How to complete this task — Calculate how many lines in the following records hold the word "written", and report that number without comment.

(Saved entries)

- - -

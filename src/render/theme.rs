//! Styling definitions using ratatui styles, written out as crossterm commands.
//!
//! Two variants exist and the build picks one: the plain theme (default) only
//! decorates search matches; the `color` feature adds a colored file name, red
//! errors and blue-background notices.

use ratatui::crossterm::{
    queue,
    style::{
        Attribute, Color as CColor, SetAttribute, SetBackgroundColor, SetForegroundColor,
    },
};
use ratatui::style::{Color, Modifier, Style};
use std::io::{self, Write};

/// Styles for each decorated element; `None` means written undecorated
#[derive(Debug, Clone, PartialEq)]
pub struct ColorTheme {
    /// Search match highlighting
    pub search_match: Style,

    /// File name on the status line
    pub file_name: Option<Style>,

    /// Error text ("incorrect line")
    pub error_text: Option<Style>,

    /// Notices ("not found")
    pub notice: Option<Style>,
}

impl Default for ColorTheme {
    /// The variant selected at build time
    fn default() -> Self {
        if cfg!(feature = "color") {
            Self::decorated()
        } else {
            Self::plain()
        }
    }
}

impl ColorTheme {
    /// Plain text everywhere except search matches
    pub fn plain() -> Self {
        Self {
            search_match: Style::default().bg(Color::Blue).add_modifier(Modifier::BOLD),
            file_name: None,
            error_text: None,
            notice: None,
        }
    }

    /// Colored status line and messages
    pub fn decorated() -> Self {
        Self {
            search_match: Style::default().bg(Color::Blue).add_modifier(Modifier::BOLD),
            file_name: Some(Style::default().fg(Color::Blue).add_modifier(Modifier::BOLD)),
            error_text: Some(Style::default().fg(Color::Red).add_modifier(Modifier::BOLD)),
            notice: Some(Style::default().bg(Color::Blue).add_modifier(Modifier::BOLD)),
        }
    }
}

const MODIFIER_ATTRIBUTES: [(Modifier, Attribute); 9] = [
    (Modifier::BOLD, Attribute::Bold),
    (Modifier::DIM, Attribute::Dim),
    (Modifier::ITALIC, Attribute::Italic),
    (Modifier::UNDERLINED, Attribute::Underlined),
    (Modifier::SLOW_BLINK, Attribute::SlowBlink),
    (Modifier::RAPID_BLINK, Attribute::RapidBlink),
    (Modifier::REVERSED, Attribute::Reverse),
    (Modifier::HIDDEN, Attribute::Hidden),
    (Modifier::CROSSED_OUT, Attribute::CrossedOut),
];

/// Switch the terminal to `style`.
pub fn begin_style<W: Write>(out: &mut W, style: &Style) -> io::Result<()> {
    for (modifier, attribute) in MODIFIER_ATTRIBUTES {
        if style.add_modifier.contains(modifier) {
            queue!(out, SetAttribute(attribute))?;
        }
    }
    if let Some(fg) = style.fg {
        queue!(out, SetForegroundColor(crossterm_color(fg)))?;
    }
    if let Some(bg) = style.bg {
        queue!(out, SetBackgroundColor(crossterm_color(bg)))?;
    }
    Ok(())
}

/// Return to default attributes and colors.
pub fn end_style<W: Write>(out: &mut W) -> io::Result<()> {
    queue!(out, SetAttribute(Attribute::Reset))
}

/// Write `text` inside `style`, or undecorated when there is no style.
pub fn write_styled<W: Write>(out: &mut W, style: Option<&Style>, text: &str) -> io::Result<()> {
    match style {
        Some(style) => {
            begin_style(out, style)?;
            out.write_all(text.as_bytes())?;
            end_style(out)
        }
        None => out.write_all(text.as_bytes()),
    }
}

/// Map a ratatui color onto crossterm's palette (ANSI normal colors are crossterm's `Dark*`).
pub fn crossterm_color(color: Color) -> CColor {
    match color {
        Color::Reset => CColor::Reset,
        Color::Black => CColor::Black,
        Color::Red => CColor::DarkRed,
        Color::Green => CColor::DarkGreen,
        Color::Yellow => CColor::DarkYellow,
        Color::Blue => CColor::DarkBlue,
        Color::Magenta => CColor::DarkMagenta,
        Color::Cyan => CColor::DarkCyan,
        Color::Gray => CColor::Grey,
        Color::DarkGray => CColor::DarkGrey,
        Color::LightRed => CColor::Red,
        Color::LightGreen => CColor::Green,
        Color::LightYellow => CColor::Yellow,
        Color::LightBlue => CColor::Blue,
        Color::LightMagenta => CColor::Magenta,
        Color::LightCyan => CColor::Cyan,
        Color::White => CColor::White,
        Color::Rgb(r, g, b) => CColor::Rgb { r, g, b },
        Color::Indexed(i) => CColor::AnsiValue(i),
    }
}

#[cfg(test)]
mod tests {
    use super::*;

    #[test]
    fn test_plain_theme_only_highlights_matches() {
        let theme = ColorTheme::plain();
        assert_eq!(theme.search_match.bg, Some(Color::Blue));
        assert!(theme.search_match.add_modifier.contains(Modifier::BOLD));
        assert_eq!(theme.file_name, None);
        assert_eq!(theme.error_text, None);
        assert_eq!(theme.notice, None);
    }

    #[test]
    fn test_decorated_theme() {
        let theme = ColorTheme::decorated();
        assert_eq!(theme.file_name.unwrap().fg, Some(Color::Blue));
        assert_eq!(theme.error_text.unwrap().fg, Some(Color::Red));
        assert_eq!(theme.notice.unwrap().bg, Some(Color::Blue));
    }

    #[test]
    fn test_default_follows_build_feature() {
        let expected = if cfg!(feature = "color") {
            ColorTheme::decorated()
        } else {
            ColorTheme::plain()
        };
        assert_eq!(ColorTheme::default(), expected);
    }

    #[test]
    fn test_write_styled_wraps_text() {
        let mut out = Vec::new();
        let style = Style::default().add_modifier(Modifier::BOLD);
        write_styled(&mut out, Some(&style), "hi").unwrap();
        assert_eq!(out, b"\x1b[1mhi\x1b[0m");

        out.clear();
        write_styled(&mut out, None, "plain").unwrap();
        assert_eq!(out, b"plain");
    }

    #[test]
    fn test_color_mapping() {
        assert_eq!(crossterm_color(Color::Blue), CColor::DarkBlue);
        assert_eq!(crossterm_color(Color::LightBlue), CColor::Blue);
        assert_eq!(
            crossterm_color(Color::Rgb(1, 2, 3)),
            CColor::Rgb { r: 1, g: 2, b: 3 }
        );
        assert_eq!(crossterm_color(Color::Indexed(42)), CColor::AnsiValue(42));
    }
}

- - -

Expected answer — 2